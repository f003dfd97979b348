//! Parameter Space Enumerator
//!
//! Deterministic, lazily evaluated walk over the grid of scenario parameters,
//! with priority scoring, goal labels and a count estimator.

use serde::Serialize;

use crate::scenario::ScenarioParams;

/// Share of the raw cross product expected to survive plausibility filtering.
pub const PLAUSIBLE_SHARE: f64 = 0.85;

pub const MIN_PRIORITY: u8 = 1;
pub const MAX_PRIORITY: u8 = 10;

// == Default Tiers ==
pub const DEFAULT_AMOUNTS: &[f64] = &[0.0, 1_000.0, 5_000.0, 10_000.0, 25_000.0, 50_000.0, 100_000.0];
pub const DEFAULT_MONTHLY: &[f64] = &[0.0, 100.0, 250.0, 500.0, 1_000.0, 2_000.0];
pub const DEFAULT_RETURNS: &[f64] = &[4.0, 6.0, 7.0, 8.0, 10.0];
pub const DEFAULT_YEARS: &[u32] = &[5, 10, 15, 20, 25, 30];

const POPULAR_AMOUNTS: &[f64] = &[10_000.0, 25_000.0, 50_000.0, 100_000.0];
const POPULAR_MONTHLY: &[f64] = &[100.0, 250.0, 500.0, 1_000.0];
const TYPICAL_RETURN: f64 = 7.0;
const ROUND_HORIZONS: &[u32] = &[10, 20, 30];

// == Estimate ==
/// Estimated number of scenarios for a grid of the given tier sizes.
///
/// `floor(amounts * monthly * returns * years * 0.85) * goal_multiplier`,
/// or 0 when any tier is empty.
pub fn estimate_count(
    amount_tiers: u64,
    monthly_tiers: u64,
    return_tiers: u64,
    years_tiers: u64,
    goal_multiplier: u64,
) -> u64 {
    if amount_tiers == 0 || monthly_tiers == 0 || return_tiers == 0 || years_tiers == 0 {
        return 0;
    }
    let raw = amount_tiers as f64 * monthly_tiers as f64 * return_tiers as f64 * years_tiers as f64;
    (raw * PLAUSIBLE_SHARE).floor() as u64 * goal_multiplier
}

// == Scoring ==
/// Popularity score in `1..=10`; higher values are generated first.
pub fn priority_score(params: &ScenarioParams) -> u8 {
    let mut score: u8 = 3;
    if POPULAR_AMOUNTS.contains(&params.initial_amount) {
        score += 2;
    }
    if POPULAR_MONTHLY.contains(&params.monthly_contribution) {
        score += 2;
    }
    if params.annual_return == TYPICAL_RETURN {
        score += 1;
    }
    if ROUND_HORIZONS.contains(&params.time_horizon) {
        score += 2;
    }
    score.clamp(MIN_PRIORITY, MAX_PRIORITY)
}

/// Goal label derived from the parameters.
pub fn classify_goal(params: &ScenarioParams) -> &'static str {
    match params.time_horizon {
        years if years >= 25 => "retirement",
        15..=18 if params.monthly_contribution > 0.0 => "education",
        0..=3 => "emergency-fund",
        4..=10 if params.initial_amount >= 10_000.0 => "home-purchase",
        _ => "wealth",
    }
}

// == Parameter Combination ==
/// One point of the grid with its derived labels.
#[derive(Debug, Clone, PartialEq, Serialize)]
pub struct ParameterCombination {
    pub params: ScenarioParams,
    pub goal: String,
    pub priority: u8,
}

impl ParameterCombination {
    /// Derives goal and priority for validated parameters.
    pub fn from_params(params: ScenarioParams) -> Self {
        Self {
            goal: classify_goal(&params).to_string(),
            priority: priority_score(&params),
            params,
        }
    }
}

// == Parameter Space ==
/// Tiered grid of scenario parameters.
#[derive(Debug, Clone)]
pub struct ParameterSpace {
    amounts: Vec<f64>,
    monthly: Vec<f64>,
    returns: Vec<f64>,
    years: Vec<u32>,
}

impl Default for ParameterSpace {
    fn default() -> Self {
        Self::new(
            DEFAULT_AMOUNTS.to_vec(),
            DEFAULT_MONTHLY.to_vec(),
            DEFAULT_RETURNS.to_vec(),
            DEFAULT_YEARS.to_vec(),
        )
    }
}

impl ParameterSpace {
    pub fn new(amounts: Vec<f64>, monthly: Vec<f64>, returns: Vec<f64>, years: Vec<u32>) -> Self {
        Self {
            amounts,
            monthly,
            returns,
            years,
        }
    }

    /// Size of the raw cross product.
    pub fn grid_size(&self) -> usize {
        self.amounts.len() * self.monthly.len() * self.returns.len() * self.years.len()
    }

    /// [`estimate_count`] over this grid's tier sizes, one goal per point.
    pub fn estimated_count(&self) -> u64 {
        estimate_count(
            self.amounts.len() as u64,
            self.monthly.len() as u64,
            self.returns.len() as u64,
            self.years.len() as u64,
            1,
        )
    }

    /// All plausible combinations in grid order.
    ///
    /// Lazy and restartable: each call starts a fresh walk. Points with no
    /// money at all, or that fail validation, are skipped.
    pub fn combinations(&self) -> impl Iterator<Item = ParameterCombination> + '_ {
        self.amounts.iter().flat_map(move |&amount| {
            self.monthly.iter().flat_map(move |&monthly| {
                self.returns.iter().flat_map(move |&annual_return| {
                    self.years.iter().filter_map(move |&years| {
                        if amount == 0.0 && monthly == 0.0 {
                            return None;
                        }
                        ScenarioParams::new(amount, monthly, annual_return, years)
                            .ok()
                            .map(ParameterCombination::from_params)
                    })
                })
            })
        })
    }

    /// Combinations with priority >= `min_priority`, most popular first.
    ///
    /// Walks the grid once per priority level from the highest down, so a
    /// caller taking the first `n` items never materializes the whole grid.
    /// Within a level, grid order is kept. A floor above the highest
    /// priority yields nothing.
    pub fn by_priority(&self, min_priority: u8) -> impl Iterator<Item = ParameterCombination> + '_ {
        (min_priority.max(MIN_PRIORITY)..=MAX_PRIORITY)
            .rev()
            .flat_map(move |level| self.combinations().filter(move |c| c.priority == level))
    }
}
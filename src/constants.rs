//! Application-wide constants.
//!
//! This module defines constants used throughout the application,
//! including the application name and configuration locations.

/// The display name of the application (human-readable, with proper capitalization).
pub const APP_NAME: &str = "ColorGenerator";

/// The binary name of the application (used in command examples).
pub const APP_BINARY_NAME: &str = "colorgen";

/// Directory name under the platform config directory.
pub const CONFIG_DIR_NAME: &str = "ColorGenerator";

/// Environment variable that overrides the config directory.
pub const CONFIG_DIR_ENV: &str = "COLORGEN_CONFIG_DIR";

/// Name given to a palette until the user picks one.
pub const DEFAULT_COLOR_NAME: &str = "Awesome Color";
//! ColorGenerator Web Server Binary
//!
//! This binary starts the JSON API used by the browser front end.
//!
//! # Usage
//!
//! ```bash
//! # Start with configured settings (default 127.0.0.1:3001)
//! colorgen-web
//!
//! # Override host and port
//! colorgen-web --host 0.0.0.0 --port 8080
//! ```

use std::net::SocketAddr;

use clap::Parser;
use tracing::info;
use tracing_subscriber::{layer::SubscriberExt, util::SubscriberInitExt};

use colorgen::config::Config;
use colorgen::web;

/// ColorGenerator Web Server - JSON API for palette generation
#[derive(Parser, Debug)]
#[command(author, version, about, long_about = None)]
struct Args {
    /// Port to listen on (defaults to the configured port)
    #[arg(short, long)]
    port: Option<u16>,

    /// Host to bind to (defaults to the configured host)
    #[arg(long)]
    host: Option<String>,

    /// Enable verbose logging
    #[arg(short, long)]
    verbose: bool,
}

#[tokio::main]
async fn main() -> anyhow::Result<()> {
    let args = Args::parse();

    // Initialize tracing
    let filter = if args.verbose { "debug" } else { "info" };
    tracing_subscriber::registry()
        .with(
            tracing_subscriber::EnvFilter::try_from_default_env().unwrap_or_else(|_| filter.into()),
        )
        .with(tracing_subscriber::fmt::layer())
        .init();

    // Load or create configuration
    let config = Config::load_or_default();

    let host = args.host.unwrap_or_else(|| config.server.host.clone());
    let port = args.port.unwrap_or(config.server.port);

    info!(presets = config.presets().len(), "Configuration loaded");

    // Build socket address
    let addr: SocketAddr = format!("{}:{}", host, port).parse()?;

    // Start the server
    web::run_server(config, addr).await
}
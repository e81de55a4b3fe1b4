//! Tailwind config generator.
//!
//! Emits a `tailwind.config.js` fragment that extends the theme colors with
//! one object per role. Keys are the shade levels plus `DEFAULT`, which maps
//! to the 500 stop so `bg-primary` works alongside `bg-primary-700`.

use std::fmt::Write as _;

use super::comment_safe;
use crate::models::Palette;

/// Generates the Tailwind theme fragment for `palette`.
///
/// # Examples
///
/// ```
/// use colorgen::export::generate_tailwind_config;
/// use colorgen::generator::{base_colors_from_hue, derive_palette};
///
/// let palette = derive_palette(&base_colors_from_hue(210.0));
/// let config = generate_tailwind_config(&palette, "Ocean");
/// assert!(config.contains("module.exports"));
/// assert!(config.contains("primary: {"));
/// ```
pub fn generate_tailwind_config(palette: &Palette, name: &str) -> String {
    let mut output = String::new();

    let _ = writeln!(output, "// {}", comment_safe(name));
    output.push_str("/** @type {import('tailwindcss').Config} */\n");
    output.push_str("module.exports = {\n");
    output.push_str("  theme: {\n");
    output.push_str("    extend: {\n");
    output.push_str("      colors: {\n");

    for scale in &palette.scales {
        let _ = writeln!(output, "        {}: {{", scale.role);
        for variant in &scale.variants {
            let _ = writeln!(
                output,
                "          {}: '{}',",
                variant.level,
                variant.color.to_hex()
            );
        }
        if let Some(base) = scale.base() {
            let _ = writeln!(output, "          DEFAULT: '{}',", base.color.to_hex());
        }
        output.push_str("        },\n");
    }

    output.push_str("      },\n");
    output.push_str("    },\n");
    output.push_str("  },\n");
    output.push_str("};\n");

    output
}

#[cfg(test)]
mod tests {
    use super::*;
    use crate::generator::derive_palette;
    use crate::models::{BaseColors, HslColor};

    fn base() -> BaseColors {
        BaseColors {
            primary: HslColor::new(210.0, 50.0, 50.0),
            secondary: HslColor::new(0.0, 0.0, 50.0),
            accent: HslColor::new(30.0, 100.0, 50.0).with_alpha(0.5),
            background: HslColor::new(0.0, 0.0, 100.0),
        }
    }

    #[test]
    fn test_structure() {
        let config = generate_tailwind_config(&derive_palette(&base()), "Awesome Color");

        assert!(config.starts_with("// Awesome Color\n"));
        assert!(config.contains("      colors: {\n        primary: {\n          50: '"));
        assert!(config.trim_end().ends_with("};"));
        for role in ["primary", "secondary", "accent", "background"] {
            assert!(config.contains(&format!("        {role}: {{\n")), "missing {role}");
        }
        assert_eq!(config.matches("DEFAULT:").count(), 4);
    }

    #[test]
    fn test_default_matches_500() {
        let config = generate_tailwind_config(&derive_palette(&base()), "x");
        assert!(config.contains("          500: '#4080BF',\n"));
        assert!(config.contains("          DEFAULT: '#4080BF',\n"));
    }

    #[test]
    fn test_alpha_in_hex() {
        let config = generate_tailwind_config(&derive_palette(&base()), "x");
        // hsl(30 100% 50%) = #FF8000, alpha 0.5 = 0x80
        assert!(config.contains("          500: '#FF800080',\n"));
    }

    #[test]
    fn test_white_base_light_stops_stay_white() {
        let config = generate_tailwind_config(&derive_palette(&base()), "x");
        let background = config.split("background: {").nth(1).unwrap();
        assert!(background.contains("          50: '#FFFFFF',\n"));
    }
}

═══

Work instruction> Copy out word for word each line of the listing, from the very first line down to the line containing "let mut score: u8 = 3;", and stop after that line.

Output of the task>
repository f003dfd97979b348
//! Parameter Space Enumerator
//!
//! Deterministic, lazily evaluated walk over the grid of scenario parameters,
//! with priority scoring, goal labels and a count estimator.

use serde::Serialize;

use crate::scenario::ScenarioParams;

/// Share of the raw cross product expected to survive plausibility filtering.
pub const PLAUSIBLE_SHARE: f64 = 0.85;

pub const MIN_PRIORITY: u8 = 1;
pub const MAX_PRIORITY: u8 = 10;

// == Default Tiers ==
pub const DEFAULT_AMOUNTS: &[f64] = &[0.0, 1_000.0, 5_000.0, 10_000.0, 25_000.0, 50_000.0, 100_000.0];
pub const DEFAULT_MONTHLY: &[f64] = &[0.0, 100.0, 250.0, 500.0, 1_000.0, 2_000.0];
pub const DEFAULT_RETURNS: &[f64] = &[4.0, 6.0, 7.0, 8.0, 10.0];
pub const DEFAULT_YEARS: &[u32] = &[5, 10, 15, 20, 25, 30];

const POPULAR_AMOUNTS: &[f64] = &[10_000.0, 25_000.0, 50_000.0, 100_000.0];
const POPULAR_MONTHLY: &[f64] = &[100.0, 250.0, 500.0, 1_000.0];
const TYPICAL_RETURN: f64 = 7.0;
const ROUND_HORIZONS: &[u32] = &[10, 20, 30];

// == Estimate ==
/// Estimated number of scenarios for a grid of the given tier sizes.
///
/// `floor(amounts * monthly * returns * years * 0.85) * goal_multiplier`,
/// or 0 when any tier is empty.
pub fn estimate_count(
    amount_tiers: u64,
    monthly_tiers: u64,
    return_tiers: u64,
    years_tiers: u64,
    goal_multiplier: u64,
) -> u64 {
    if amount_tiers == 0 || monthly_tiers == 0 || return_tiers == 0 || years_tiers == 0 {
        return 0;
    }
    let raw = amount_tiers as f64 * monthly_tiers as f64 * return_tiers as f64 * years_tiers as f64;
    (raw * PLAUSIBLE_SHARE).floor() as u64 * goal_multiplier
}

// == Scoring ==
/// Popularity score in `1..=10`; higher values are generated first.
pub fn priority_score(params: &ScenarioParams) -> u8 {
    let mut score: u8 = 3;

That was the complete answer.